C＃SQL删除命令

Question

SqlConnection con1 = new SqlConnection(strcon);
con1.Open();

string query = " ";
query += " BEGIN TRANSACTION ";
query += " DELETE FROM VehicleRentals FROM VehicleRentals INNER JOIN Vehicles N VehicleRentals.VehicleID = Vehicles.VehicleID WHERE LicensePlate=@LicensePlate ";
query += " DECLARE @x int ";
query += " SELECT @x = VehicleTypeCode FROM Vehicles WHERE LicensePlate=@LicensePlate ";
query += " DELETE FROM Manufacturers FROM Manufacturers INNER JOIN Models ON Manufacturers.ManufacturerCode = Models.ManufacturerCode INNER JOIN Vehicles ON Models.ModelID = Vehicles.ModelID WHERE LicensePlate=@LicensePlate ";
query += " DELETE FROM VehicleTypes FROM VehicleTypes WHERE VehicleTypeCode = @x ";
query += " COMMIT TRANSACTION ";

SqlCommand cmd1 = new SqlCommand(query, con1);
cmd1.Parameters.AddWithValue("@LicensePlate", txtPlaka.Text);
cmd1.ExecuteNonQuery();
con1.Close();

I fixed the code as you said. Spaces between lines and I'm using parameter @LicensePlate.
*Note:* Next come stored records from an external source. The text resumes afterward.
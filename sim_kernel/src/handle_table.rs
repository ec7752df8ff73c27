//! Simulated process handle table

use core_types::HandleId;
use kernel_api::{HandleTable, KernelError};
use std::collections::HashMap;
use std::sync::{Mutex, MutexGuard, PoisonError};

/// First handle value handed out
pub const FIRST_HANDLE: u32 = 0xd000;

/// Default number of live handles per table
pub const DEFAULT_HANDLE_CAPACITY: usize = 1024;

#[derive(Debug)]
struct HandleSlots<T> {
    entries: HashMap<HandleId, T>,
    next: u32,
}

/// Handle table shared by every guest thread of a process
///
/// Handle values are never reused within one table.
#[derive(Debug)]
pub struct SimHandleTable<T> {
    slots: Mutex<HandleSlots<T>>,
    capacity: usize,
}

impl<T> SimHandleTable<T> {
    pub fn new() -> Self {
        Self::with_capacity(DEFAULT_HANDLE_CAPACITY)
    }

    /// Creates a table that holds at most `capacity` live handles
    pub fn with_capacity(capacity: usize) -> Self {
        Self {
            slots: Mutex::new(HandleSlots {
                entries: HashMap::new(),
                next: FIRST_HANDLE,
            }),
            capacity,
        }
    }

    /// Number of live handles
    pub fn len(&self) -> usize {
        self.lock().entries.len()
    }

    pub fn is_empty(&self) -> bool {
        self.len() == 0
    }

    /// Returns true if `handle` is live
    pub fn contains(&self, handle: HandleId) -> bool {
        self.lock().entries.contains_key(&handle)
    }

    fn lock(&self) -> MutexGuard<'_, HandleSlots<T>> {
        self.slots.lock().unwrap_or_else(PoisonError::into_inner)
    }
}

impl<T> Default for SimHandleTable<T> {
    fn default() -> Self {
        Self::new()
    }
}

impl<T: Clone + Send> HandleTable<T> for SimHandleTable<T> {
    fn open_handle(&self, object: T) -> Result<HandleId, KernelError> {
        let mut slots = self.lock();
        if slots.entries.len() >= self.capacity {
            return Err(KernelError::HandleTableExhausted);
        }
        let raw = slots.next;
        slots.next = raw.checked_add(1).ok_or(KernelError::HandleTableExhausted)?;
        let handle = HandleId::from_raw(raw);
        slots.entries.insert(handle, object);
        Ok(handle)
    }

    fn replace_handle_data(&self, handle: HandleId, object: T) -> Result<(), KernelError> {
        let mut slots = self.lock();
        let entry = slots
            .entries
            .get_mut(&handle)
            .ok_or(KernelError::InvalidHandle(handle))?;
        *entry = object;
        Ok(())
    }

    fn get(&self, handle: HandleId) -> Option<T> {
        self.lock().entries.get(&handle).cloned()
    }

    fn close_handle(&self, handle: HandleId) -> Result<T, KernelError> {
        self.lock()
            .entries
            .remove(&handle)
            .ok_or(KernelError::InvalidHandle(handle))
    }
}
//! Result codes returned by service handlers

use serde::{Deserialize, Serialize};
use std::fmt;

/// Signed 64-bit result code written into every response frame
///
/// Result codes are payload data from the dispatcher's point of view: a
/// handler's failure code is passed through to the guest untouched and is
/// never turned into a dispatch error.
#[derive(Debug, Clone, Copy, PartialEq, Eq, Hash, Serialize, Deserialize)]
pub struct ResultCode(i64);

impl ResultCode {
    /// The success code (0)
    pub const SUCCESS: ResultCode = ResultCode(0);

    /// Creates a result code from a raw value
    pub const fn from_raw(raw: i64) -> Self {
        Self(raw)
    }

    /// Returns the raw value
    pub const fn as_raw(&self) -> i64 {
        self.0
    }

    /// Returns true if this is the success code
    pub const fn is_success(&self) -> bool {
        self.0 == 0
    }
}

impl Default for ResultCode {
    fn default() -> Self {
        Self::SUCCESS
    }
}

impl From<i64> for ResultCode {
    fn from(raw: i64) -> Self {
        Self(raw)
    }
}

impl fmt::Display for ResultCode {
    fn fmt(&self, f: &mut fmt::Formatter<'_>) -> fmt::Result {
        write!(f, "Result({:#x})", self.0)
    }
}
But the code is not working

Answer 1

query += "BEGIN TRANSACTION";
query += "DELETE FROM VehicleRentals FROM VehicleRentals INNER JOIN Vehicles N..."

turns into

"BEGIN TRANSACTIONDELETE FROM..."

You need to include the spaces between each line:

query += "BEGIN TRANSACTION";
query += " DELETE FROM VehicleRentals FROM VehicleRentals INNER JOIN Vehicles N..."

And as others have stated, you should use parameters to avoid sql injection.